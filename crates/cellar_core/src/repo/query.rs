//! Parameterized predicate builder for filtered, paginated selects.
//!
//! Clause fragments are fixed strings chosen by the repositories; every
//! user-supplied value is carried as a bound parameter.

use crate::model::filters::{FullDomain, RangeFilter};
use rusqlite::types::Value;

/// Rewrites a contains-filter input into a `LIKE` pattern. Empty input
/// matches everything.
pub(crate) fn contains_pattern(needle: &str) -> String {
    if needle.is_empty() {
        "%".to_string()
    } else {
        format!("%{needle}%")
    }
}

#[derive(Debug, Clone)]
pub(crate) struct QueryBuilder {
    base: String,
    predicates: Vec<String>,
    params: Vec<Value>,
    order_by: Option<&'static str>,
    window: Option<(i64, i64)>,
}

impl QueryBuilder {
    /// Starts from a statement without a `WHERE` clause.
    pub(crate) fn new(base: &str) -> Self {
        Self {
            base: base.to_string(),
            predicates: Vec::new(),
            params: Vec::new(),
            order_by: None,
            window: None,
        }
    }

    /// `column` case-insensitively contains `needle`.
    pub(crate) fn contains(&mut self, column: &'static str, needle: &str) -> &mut Self {
        self.predicates.push(format!("{column} LIKE ?"));
        self.params.push(Value::Text(contains_pattern(needle)));
        self
    }

    pub(crate) fn equals(&mut self, column: &'static str, value: impl Into<Value>) -> &mut Self {
        self.predicates.push(format!("{column} = ?"));
        self.params.push(value.into());
        self
    }

    pub(crate) fn between<T>(&mut self, column: &'static str, range: &RangeFilter<T>) -> &mut Self
    where
        T: FullDomain + Into<Value>,
    {
        let (low, high) = range.bounds();
        self.predicates.push(format!("{column} BETWEEN ? AND ?"));
        self.params.push(low.into());
        self.params.push(high.into());
        self
    }

    pub(crate) fn order_by(&mut self, column: &'static str) -> &mut Self {
        self.order_by = Some(column);
        self
    }

    /// Restricts the result to rows `begin..end`. An inverted range selects
    /// nothing.
    pub(crate) fn range(&mut self, begin: usize, end: usize) -> &mut Self {
        let limit = end.saturating_sub(begin);
        self.window = Some((to_i64(limit), to_i64(begin)));
        self
    }

    /// Final SQL text and its parameters in placeholder order.
    pub(crate) fn build(&self) -> (String, Vec<Value>) {
        let mut sql = self.base.clone();
        let mut params = self.params.clone();

        if !self.predicates.is_empty() {
            sql.push_str(" WHERE ");
            sql.push_str(&self.predicates.join(" AND "));
        }

        if let Some(column) = self.order_by {
            sql.push_str(" ORDER BY ");
            sql.push_str(column);
            sql.push_str(" ASC");
        }

        if let Some((limit, offset)) = self.window {
            sql.push_str(" LIMIT ? OFFSET ?");
            params.push(Value::Integer(limit));
            params.push(Value::Integer(offset));
        }

        (sql, params)
    }
}

fn to_i64(value: usize) -> i64 {
    i64::try_from(value).unwrap_or(i64::MAX)
}

#[cfg(test)]
mod tests {
    use super::{contains_pattern, QueryBuilder};
    use crate::model::filters::RangeFilter;
    use rusqlite::types::Value;

    #[test]
    fn empty_contains_input_matches_everything() {
        assert_eq!(contains_pattern(""), "%");
        assert_eq!(contains_pattern("noir"), "%noir%");
    }

    #[test]
    fn no_predicates_means_no_where_clause() {
        let (sql, params) = QueryBuilder::new("SELECT * FROM WINE").build();
        assert_eq!(sql, "SELECT * FROM WINE");
        assert!(params.is_empty());
    }

    #[test]
    fn predicates_are_joined_in_order_with_bound_values() {
        let mut builder = QueryBuilder::new("SELECT * FROM WINE");
        builder
            .contains("WINE.COUNTRY", "France")
            .between("WINE.VINTAGE", &RangeFilter::at_least(2000_i64))
            .order_by("WINE.ID")
            .range(20, 30);
        let (sql, params) = builder.build();

        assert_eq!(
            sql,
            "SELECT * FROM WINE WHERE WINE.COUNTRY LIKE ? AND WINE.VINTAGE BETWEEN ? AND ? \
             ORDER BY WINE.ID ASC LIMIT ? OFFSET ?"
        );
        assert_eq!(
            params,
            vec![
                Value::Text("%France%".to_string()),
                Value::Integer(2000),
                Value::Integer(i64::MAX),
                Value::Integer(10),
                Value::Integer(20),
            ]
        );
    }

    #[test]
    fn inverted_range_has_zero_limit() {
        let mut builder = QueryBuilder::new("SELECT ID FROM WINE");
        builder.range(10, 5);
        let (_, params) = builder.build();
        assert_eq!(params, vec![Value::Integer(0), Value::Integer(10)]);
    }
}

__TASK DETAILS__. Can you restate every record above word for word?

__WRITTEN RESPONSE__.
filename crates/cellar_core/src/repo/query.rs
//! Parameterized predicate builder for filtered, paginated selects.
//!
//! Clause fragments are fixed strings chosen by the repositories; every
//! user-supplied value is carried as a bound parameter.

use crate::model::filters::{FullDomain, RangeFilter};
use rusqlite::types::Value;

/// Rewrites a contains-filter input into a `LIKE` pattern. Empty input
/// matches everything.
pub(crate) fn contains_pattern(needle: &str) -> String {
    if needle.is_empty() {
        "%".to_string()
    } else {
        format!("%{needle}%")
    }
}

#[derive(Debug, Clone)]
pub(crate) struct QueryBuilder {
    base: String,
    predicates: Vec<String>,
    params: Vec<Value>,
    order_by: Option<&'static str>,
    window: Option<(i64, i64)>,
}

impl QueryBuilder {
    /// Starts from a statement without a `WHERE` clause.
    pub(crate) fn new(base: &str) -> Self {
        Self {
            base: base.to_string(),
            predicates: Vec::new(),
            params: Vec::new(),
            order_by: None,
            window: None,
        }
    }

    /// `column` case-insensitively contains `needle`.
    pub(crate) fn contains(&mut self, column: &'static str, needle: &str) -> &mut Self {
        self.predicates.push(format!("{column} LIKE ?"));
        self.params.push(Value::Text(contains_pattern(needle)));
        self
    }

    pub(crate) fn equals(&mut self, column: &'static str, value: impl Into<Value>) -> &mut Self {
        self.predicates.push(format!("{column} = ?"));
        self.params.push(value.into());
        self
    }

    pub(crate) fn between<T>(&mut self, column: &'static str, range: &RangeFilter<T>) -> &mut Self
    where
        T: FullDomain + Into<Value>,
    {
        let (low, high) = range.bounds();
        self.predicates.push(format!("{column} BETWEEN ? AND ?"));
        self.params.push(low.into());
        self.params.push(high.into());
        self
    }

    pub(crate) fn order_by(&mut self, column: &'static str) -> &mut Self {
        self.order_by = Some(column);
        self
    }

    /// Restricts the result to rows `begin..end`. An inverted range selects
    /// nothing.
    pub(crate) fn range(&mut self, begin: usize, end: usize) -> &mut Self {
        let limit = end.saturating_sub(begin);
        self.window = Some((to_i64(limit), to_i64(begin)));
        self
    }

    /// Final SQL text and its parameters in placeholder order.
    pub(crate) fn build(&self) -> (String, Vec<Value>) {
        let mut sql = self.base.clone();
        let mut params = self.params.clone();

        if !self.predicates.is_empty() {
            sql.push_str(" WHERE ");
            sql.push_str(&self.predicates.join(" AND "));
        }

        if let Some(column) = self.order_by {
            sql.push_str(" ORDER BY ");
            sql.push_str(column);
            sql.push_str(" ASC");
        }

        if let Some((limit, offset)) = self.window {
            sql.push_str(" LIMIT ? OFFSET ?");
            params.push(Value::Integer(limit));
            params.push(Value::Integer(offset));
        }

        (sql, params)
    }
}

fn to_i64(value: usize) -> i64 {
    i64::try_from(value).unwrap_or(i64::MAX)
}

#[cfg(test)]
mod tests {
    use super::{contains_pattern, QueryBuilder};
    use crate::model::filters::RangeFilter;
    use rusqlite::types::Value;

    #[test]
    fn empty_contains_input_matches_everything() {
        assert_eq!(contains_pattern(""), "%");
        assert_eq!(contains_pattern("noir"), "%noir%");
    }

    #[test]
    fn no_predicates_means_no_where_clause() {
        let (sql, params) = QueryBuilder::new("SELECT * FROM WINE").build();
        assert_eq!(sql, "SELECT * FROM WINE");
        assert!(params.is_empty());
    }

    #[test]
    fn predicates_are_joined_in_order_with_bound_values() {
        let mut builder = QueryBuilder::new("SELECT * FROM WINE");
        builder
            .contains("WINE.COUNTRY", "France")
            .between("WINE.VINTAGE", &RangeFilter::at_least(2000_i64))
            .order_by("WINE.ID")
            .range(20, 30);
        let (sql, params) = builder.build();

        assert_eq!(
            sql,
            "SELECT * FROM WINE WHERE WINE.COUNTRY LIKE ? AND WINE.VINTAGE BETWEEN ? AND ? \
             ORDER BY WINE.ID ASC LIMIT ? OFFSET ?"
        );
        assert_eq!(
            params,
            vec![
                Value::Text("%France%".to_string()),
                Value::Integer(2000),
                Value::Integer(i64::MAX),
                Value::Integer(10),
                Value::Integer(20),
            ]
        );
    }

    #[test]
    fn inverted_range_has_zero_limit() {
        let mut builder = QueryBuilder::new("SELECT ID FROM WINE");
        builder.range(10, 5);
        let (_, params) = builder.build();
        assert_eq!(params, vec![Value::Integer(0), Value::Integer(10)]);
    }
}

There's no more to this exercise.